Costó que la cultura lograra hacerse un hueco en las agendas de los concellos barbanzanos. Lentamente, este sector fue ganando peso y los ciclos de teatro, las presentaciones literarias y las exposiciones se convirtieron en citas habituales a lo largo y ancho de Barbanza. Si bien es cierto que algunas asociaciones tuvieron mucho que ver en este ascenso que fue experimentando la cultura en la comarca, como es el caso de Barbantia, también lo es que los ayuntamientos fueron ampliando las partidas presupuestarias destinadas a este tipo de actividades. Pero llegó el confinamiento y con él, un apagón cultural justificado.
Desde entonces, pese a que se recuperó la normalidad, por lo menos a medias, el calendario cultural no volvió a ser el de antes. Sufrió un tijeretazo importante en buena parte de los concellos de Barbanza, un recorte sin explicación convincente alguna, que derivó en un nuevo apagón cuando la situación de la comarca empeoró y las medidas de seguridad se vieron incrementadas.
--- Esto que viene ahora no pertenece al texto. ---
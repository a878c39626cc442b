// Copyright (c) 2025 Nikolay Denev <ndenev@gmail.com>
// SPDX-License-Identifier: BSD-3-Clause

use async_trait::async_trait;
use tracing::debug;

use crate::backup::action::{ActionOutput, ItemAction};
use crate::backup::error::ActionError;
use crate::backup::identifier::{GroupResource, ResourceIdentifier};
use crate::backup::item::Item;
use crate::backup::request::BackupRequest;
use crate::backup::selector::ResourceSelector;

/// Backs up the PersistentVolume a PersistentVolumeClaim is bound to
pub struct PvcAction;

#[async_trait]
impl ItemAction for PvcAction {
    fn name(&self) -> &str {
        "pvc-volume"
    }

    fn applies_to(&self) -> anyhow::Result<ResourceSelector> {
        Ok(ResourceSelector::for_resources(["persistentvolumeclaims"]))
    }

    async fn execute(
        &self,
        item: &Item,
        _request: &BackupRequest,
    ) -> Result<ActionOutput, ActionError> {
        // An unbound claim has no volume yet; nothing else to back up
        let volume_name = match item.get_str("spec.volumeName")? {
            Some(name) if !name.is_empty() => name,
            _ => {
                debug!(
                    action = self.name(),
                    namespace = item.namespace(),
                    name = ?item.name(),
                    "No spec.volumeName on PersistentVolumeClaim"
                );
                return Ok(ActionOutput::unchanged());
            }
        };

        debug!(
            action = self.name(),
            namespace = item.namespace(),
            name = ?item.name(),
            volume = %volume_name,
            "Adding bound PersistentVolume"
        );

        Ok(ActionOutput::unchanged().with_additional_items(vec![
            ResourceIdentifier::cluster_scoped(
                GroupResource::core("persistentvolumes"),
                volume_name,
            ),
        ]))
    }
}
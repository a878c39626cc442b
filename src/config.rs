// Copyright (c) 2025 Nikolay Denev <ndenev@gmail.com>
// SPDX-License-Identifier: BSD-3-Clause

//! Configuration persistence for k8sbackup
//!
//! All k8sbackup data is stored under ~/.k8sbackup/:
//! - ~/.k8sbackup/config.json - user configuration
//! - ~/.k8sbackup/log/ - log files
//! - ~/.k8sbackup/backups/ - default location of backups

use anyhow::{Context, Result};
use serde::{Deserialize, Serialize};
use std::fs;
use std::path::{Path, PathBuf};
use std::time::Duration;

/// Get the base k8sbackup directory (~/.k8sbackup/)
pub fn base_dir() -> Result<PathBuf> {
    dirs::home_dir()
        .map(|p| p.join(".k8sbackup"))
        .context("Could not determine home directory")
}

fn default_excluded_resources() -> Vec<String> {
    vec!["events".to_string(), "events.events.k8s.io".to_string()]
}

fn default_action_timeout_secs() -> u64 {
    30
}

/// k8sbackup configuration
#[derive(Debug, Clone, PartialEq, Serialize, Deserialize)]
pub struct Config {
    /// Directory backups are written under (~/.k8sbackup/backups when unset)
    #[serde(default)]
    pub output_dir: Option<PathBuf>,

    /// Resources excluded from every backup
    #[serde(default = "default_excluded_resources")]
    pub excluded_resources: Vec<String>,

    /// Upper bound for a single item action
    #[serde(default = "default_action_timeout_secs")]
    pub action_timeout_secs: u64,
}

impl Default for Config {
    fn default() -> Self {
        Self {
            output_dir: None,
            excluded_resources: default_excluded_resources(),
            action_timeout_secs: default_action_timeout_secs(),
        }
    }
}

impl Config {
    /// Load config from disk, or return default if not found
    pub fn load() -> Result<Self> {
        Self::load_from(&Self::config_path()?)
    }

    pub fn load_from(path: &Path) -> Result<Self> {
        if path.exists() {
            let content = fs::read_to_string(path)
                .with_context(|| format!("Failed to read config file: {}", path.display()))?;
            let config: Config = serde_json::from_str(&content)
                .with_context(|| format!("Failed to parse config file: {}", path.display()))?;
            Ok(config)
        } else {
            Ok(Config::default())
        }
    }

    /// Save config to disk
    pub fn save(&self) -> Result<()> {
        self.save_to(&Self::config_path()?)
    }

    pub fn save_to(&self, path: &Path) -> Result<()> {
        if let Some(parent) = path.parent() {
            fs::create_dir_all(parent)
                .with_context(|| format!("Failed to create config directory: {}", parent.display()))?;
        }

        let content = serde_json::to_string_pretty(self).context("Failed to serialize config")?;
        fs::write(path, content)
            .with_context(|| format!("Failed to write config file: {}", path.display()))?;

        Ok(())
    }

    /// Get the config file path (~/.k8sbackup/config.json)
    pub fn config_path() -> Result<PathBuf> {
        Ok(base_dir()?.join("config.json"))
    }

    /// Directory new backups are created in
    pub fn output_dir(&self) -> Result<PathBuf> {
        match &self.output_dir {
            Some(dir) => Ok(dir.clone()),
            None => Ok(base_dir()?.join("backups")),
        }
    }

    pub fn action_timeout(&self) -> Duration {
        Duration::from_secs(self.action_timeout_secs)
    }
}
// Copyright (c) 2025 Nikolay Denev <ndenev@gmail.com>
// SPDX-License-Identifier: BSD-3-Clause

//! Backup engine: item actions and the breadth-first expansion that drives them

pub mod action;
pub mod actions;
pub mod archive;
pub mod error;
pub mod identifier;
pub mod item;
pub mod processor;
pub mod request;
pub mod selector;
pub mod source;

pub use archive::DirectoryArchive;
pub use error::{ErrorList, FetchError};
pub use identifier::{GroupResource, ResourceIdentifier};
pub use item::Item;
pub use processor::{BackupProcessor, BackupResult, BackupStatus, CancellationFlag};
pub use request::BackupRequest;
pub use selector::LabelSelector;
pub use source::ItemSource;
// Copyright (c) 2025 Nikolay Denev <ndenev@gmail.com>
// SPDX-License-Identifier: BSD-3-Clause

mod client;
pub mod discovery;

pub use client::ClusterClient;
pub use discovery::ResourceRegistry;
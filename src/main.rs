// Copyright (c) 2025 Nikolay Denev <ndenev@gmail.com>
// SPDX-License-Identifier: BSD-3-Clause

mod backup;
mod cli;
pub mod config;
mod kubernetes;
mod output;
pub mod progress;

use anyhow::{Result, anyhow};
use clap::Parser;
use std::path::PathBuf;
use std::sync::Arc;
use tracing::{info, warn};
use tracing_subscriber::prelude::*;

use backup::actions::builtin_registry;
use backup::{
    BackupProcessor, BackupResult, BackupStatus, CancellationFlag, DirectoryArchive,
};
use cli::Args;
use kubernetes::ClusterClient;
use output::RunSummary;
use progress::{ProgressHandle, ProgressUpdate, create_progress_handle, create_spinner};

/// Initialize logging with file output and optional stderr
fn init_logging(verbose: bool) {
    use tracing_rolling_file::{RollingConditionBase, RollingFileAppenderBase};
    use tracing_subscriber::fmt::format::FmtSpan;

    let log_dir = config::base_dir()
        .map(|p| p.join("log"))
        .unwrap_or_else(|_| std::path::PathBuf::from("."));

    if let Err(e) = std::fs::create_dir_all(&log_dir) {
        eprintln!("Warning: Could not create log directory: {}", e);
        return;
    }

    // Rotate daily or at 10MB, keeping 5 files
    let log_path = log_dir.join("k8sbackup.log");
    let condition = RollingConditionBase::new()
        .daily()
        .max_size(10 * 1024 * 1024);

    let file_appender = match RollingFileAppenderBase::new(log_path, condition, 5) {
        Ok(appender) => appender,
        Err(e) => {
            eprintln!("Warning: Could not create log file: {}", e);
            return;
        }
    };

    let (non_blocking, guard) = file_appender.get_non_blocking_appender();
    // Leak the guard to keep the background writer alive
    std::mem::forget(guard);

    let filter = if verbose {
        "k8sbackup=debug"
    } else {
        "k8sbackup=info"
    };
    let env_filter = tracing_subscriber::EnvFilter::try_from_default_env()
        .unwrap_or_else(|_| tracing_subscriber::EnvFilter::new(filter));

    let file_layer = tracing_subscriber::fmt::layer()
        .with_writer(non_blocking)
        .with_ansi(false)
        .with_span_events(FmtSpan::NONE);

    if verbose {
        let stderr_layer = tracing_subscriber::fmt::layer()
            .with_writer(std::io::stderr)
            .with_span_events(FmtSpan::NONE);

        tracing_subscriber::registry()
            .with(env_filter)
            .with(file_layer)
            .with(stderr_layer)
            .init();
    } else {
        tracing_subscriber::registry()
            .with(env_filter)
            .with(file_layer)
            .init();
    }
}

#[tokio::main]
async fn main() -> Result<()> {
    // Install rustls crypto provider (aws-lc-rs)
    rustls::crypto::aws_lc_rs::default_provider()
        .install_default()
        .map_err(|_| anyhow!("Failed to install rustls crypto provider"))?;

    let args = Args::parse();

    // Always log to file (~/.k8sbackup/log/k8sbackup.log), to stderr as well with -v
    init_logging(args.verbose);

    let status = run_backup(&args).await?;
    if status != BackupStatus::Completed {
        std::process::exit(1);
    }
    Ok(())
}

async fn run_backup(args: &Args) -> Result<BackupStatus> {
    let config = config::Config::load()?;
    let progress = create_progress_handle();
    let mut progress_rx = progress.subscribe();

    // Log lines and the spinner would fight over stderr
    let spinner = (!args.verbose).then(|| create_spinner("Connecting to Kubernetes..."));

    let outcome = {
        let mut work = Box::pin(execute(args, &config, Arc::clone(&progress)));

        loop {
            tokio::select! {
                biased;
                update = progress_rx.recv() => {
                    if let Some(spinner) = &spinner
                        && let Ok(update) = update
                        && let Some(message) = spinner_message(&update, &progress)
                    {
                        spinner.set_message(message);
                    }
                }
                result = &mut work => {
                    break result;
                }
            }
        }
    };

    if let Some(spinner) = spinner {
        spinner.finish_and_clear();
    }

    let (result, location) = outcome?;
    println!("{}", RunSummary::new(&result, &location).format(&args.output));
    Ok(result.status)
}

/// Connect, run the backup and write its metadata
async fn execute(
    args: &Args,
    config: &config::Config,
    progress: ProgressHandle,
) -> Result<(BackupResult, PathBuf)> {
    let mut cluster = ClusterClient::connect(args.context.as_deref(), Some(&progress)).await?;
    if args.discover {
        cluster.discover(Some(&progress)).await?;
    }

    let request = args.to_request(cluster.registry(), config);
    let location = args.output_dir(config)?.join(&request.name);
    let mut archive = DirectoryArchive::create(&location)?;

    let registry = Arc::new(builtin_registry()?);
    let processor = BackupProcessor::new(registry)
        .with_action_timeout(args.action_timeout(config))
        .with_progress(progress);

    let cancel = CancellationFlag::new();
    tokio::spawn(watch_interrupts(cancel.clone()));

    info!(
        backup = %request.name,
        context = %cluster.context(),
        location = %location.display(),
        "Writing backup"
    );
    let result = processor.run(&request, &cluster, &mut archive, &cancel).await;
    let metadata = archive.finish(&request, &result)?;
    info!(
        items = archive.written(),
        metadata = %metadata.display(),
        "Backup written"
    );

    Ok((result, archive.root().to_path_buf()))
}

/// First Ctrl-C cancels the run between items, a second one exits immediately
async fn watch_interrupts(cancel: CancellationFlag) {
    while tokio::signal::ctrl_c().await.is_ok() {
        if cancel.is_cancelled() {
            eprintln!("Interrupted again, exiting");
            std::process::exit(130);
        }
        warn!("Interrupted, cancelling backup (press Ctrl-C again to exit now)");
        cancel.cancel();
    }
}

fn spinner_message(update: &ProgressUpdate, progress: &ProgressHandle) -> Option<String> {
    match update {
        ProgressUpdate::Connecting { cluster } => Some(format!("Connecting to {}...", cluster)),
        ProgressUpdate::Discovering { cluster } => {
            Some(format!("Discovering resources on {}...", cluster))
        }
        ProgressUpdate::ListingRoots => Some("Listing resources...".to_string()),
        ProgressUpdate::RootsListed { count } => Some(format!("{} resources selected", count)),
        ProgressUpdate::ItemArchived { resource } => {
            let (done, total) = progress.progress();
            Some(format!("[{}/{}] {}", done, total, resource))
        }
        ProgressUpdate::ItemFailed { .. } | ProgressUpdate::RunFinished { .. } => None,
    }
}
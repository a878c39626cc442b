// Copyright (c) 2025 Nikolay Denev <ndenev@gmail.com>
// SPDX-License-Identifier: BSD-3-Clause

//! Schema-less resource documents.
//!
//! Items are kept as raw JSON because the set of fields varies per resource kind.
//! Field access uses dotted paths (`spec.volumeName`) and reports two different
//! outcomes for "missing" data:
//! - `Ok(None)` when a segment of the path is absent or `null`
//! - `Err(FieldError::WrongType)` when a segment exists but is not of the expected JSON type

use serde::{Deserialize, Serialize};
use serde_json::{Map, Value};
use std::collections::BTreeMap;
use thiserror::Error;

/// A field exists but does not have the expected shape
#[derive(Debug, Clone, PartialEq, Eq, Error)]
pub enum FieldError {
    #[error("field '{path}' is {found}, expected {expected}")]
    WrongType {
        path: String,
        expected: &'static str,
        found: &'static str,
    },
}

/// Name of the JSON type of a value, for error messages
fn type_name(value: &Value) -> &'static str {
    match value {
        Value::Null => "null",
        Value::Bool(_) => "a boolean",
        Value::Number(_) => "a number",
        Value::String(_) => "a string",
        Value::Array(_) => "an array",
        Value::Object(_) => "an object",
    }
}

/// Walk a dotted path through nested objects
///
/// Every intermediate segment must be an object; a `null` anywhere counts as absent.
pub fn lookup<'a>(value: &'a Value, path: &str) -> Result<Option<&'a Value>, FieldError> {
    let mut current = value;
    let mut walked = String::new();

    for segment in path.split('.').filter(|s| !s.is_empty()) {
        let map = match current {
            Value::Object(map) => map,
            Value::Null => return Ok(None),
            other => {
                return Err(FieldError::WrongType {
                    path: if walked.is_empty() {
                        ".".to_string()
                    } else {
                        walked
                    },
                    expected: "an object",
                    found: type_name(other),
                });
            }
        };

        if !walked.is_empty() {
            walked.push('.');
        }
        walked.push_str(segment);

        match map.get(segment) {
            Some(next) => current = next,
            None => return Ok(None),
        }
    }

    if current.is_null() {
        Ok(None)
    } else {
        Ok(Some(current))
    }
}

/// String field at `path`
pub fn get_str<'a>(value: &'a Value, path: &str) -> Result<Option<&'a str>, FieldError> {
    match lookup(value, path)? {
        None => Ok(None),
        Some(Value::String(s)) => Ok(Some(s.as_str())),
        Some(other) => Err(FieldError::WrongType {
            path: path.to_string(),
            expected: "a string",
            found: type_name(other),
        }),
    }
}

/// Array field at `path`
pub fn get_array<'a>(value: &'a Value, path: &str) -> Result<Option<&'a Vec<Value>>, FieldError> {
    match lookup(value, path)? {
        None => Ok(None),
        Some(Value::Array(items)) => Ok(Some(items)),
        Some(other) => Err(FieldError::WrongType {
            path: path.to_string(),
            expected: "an array",
            found: type_name(other),
        }),
    }
}

/// Object field at `path`
pub fn get_object<'a>(
    value: &'a Value,
    path: &str,
) -> Result<Option<&'a Map<String, Value>>, FieldError> {
    match lookup(value, path)? {
        None => Ok(None),
        Some(Value::Object(map)) => Ok(Some(map)),
        Some(other) => Err(FieldError::WrongType {
            path: path.to_string(),
            expected: "an object",
            found: type_name(other),
        }),
    }
}

/// One resource instance as returned by the API server
#[derive(Debug, Clone, PartialEq, Serialize, Deserialize)]
#[serde(transparent)]
pub struct Item(Value);

impl Item {
    pub fn new(value: Value) -> Self {
        Self(value)
    }

    #[cfg(test)]
    pub fn as_value(&self) -> &Value {
        &self.0
    }

    #[cfg(test)]
    pub fn value_mut(&mut self) -> &mut Value {
        &mut self.0
    }

    pub fn get_str(&self, path: &str) -> Result<Option<&str>, FieldError> {
        get_str(&self.0, path)
    }

    pub fn get_array(&self, path: &str) -> Result<Option<&Vec<Value>>, FieldError> {
        get_array(&self.0, path)
    }

    pub fn get_object(&self, path: &str) -> Result<Option<&Map<String, Value>>, FieldError> {
        get_object(&self.0, path)
    }

    pub fn name(&self) -> Option<&str> {
        self.get_str("metadata.name").ok().flatten()
    }

    /// Namespace, or the empty string for cluster-scoped resources
    pub fn namespace(&self) -> &str {
        self.get_str("metadata.namespace")
            .ok()
            .flatten()
            .unwrap_or_default()
    }

    /// Labels from `metadata.labels`; non-string values are ignored
    pub fn labels(&self) -> BTreeMap<String, String> {
        self.get_object("metadata.labels")
            .ok()
            .flatten()
            .map(|map| {
                map.iter()
                    .filter_map(|(k, v)| v.as_str().map(|v| (k.clone(), v.to_string())))
                    .collect()
            })
            .unwrap_or_default()
    }
}

impl From<Value> for Item {
    fn from(value: Value) -> Self {
        Self(value)
    }
}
Las actividades culturales fueron de las primeras en caer de las agendas municipales, pese a que ni siquiera en el nivel máximo de restricciones se prohíbe su realización.
Y mientras, aunque a medio gas debido a los límites de aforo, teatros y auditorios de las grandes ciudades mantienen sus carteles pese al coronavirus, pues el de la cultura es un sector económico del que dependen un buen número de personas. ¿Está entonces justificado el apagón por el que se han decantado la mayoría de los concellos barbanzanos? Quienes debieran no han dado de momento una respuesta convincente.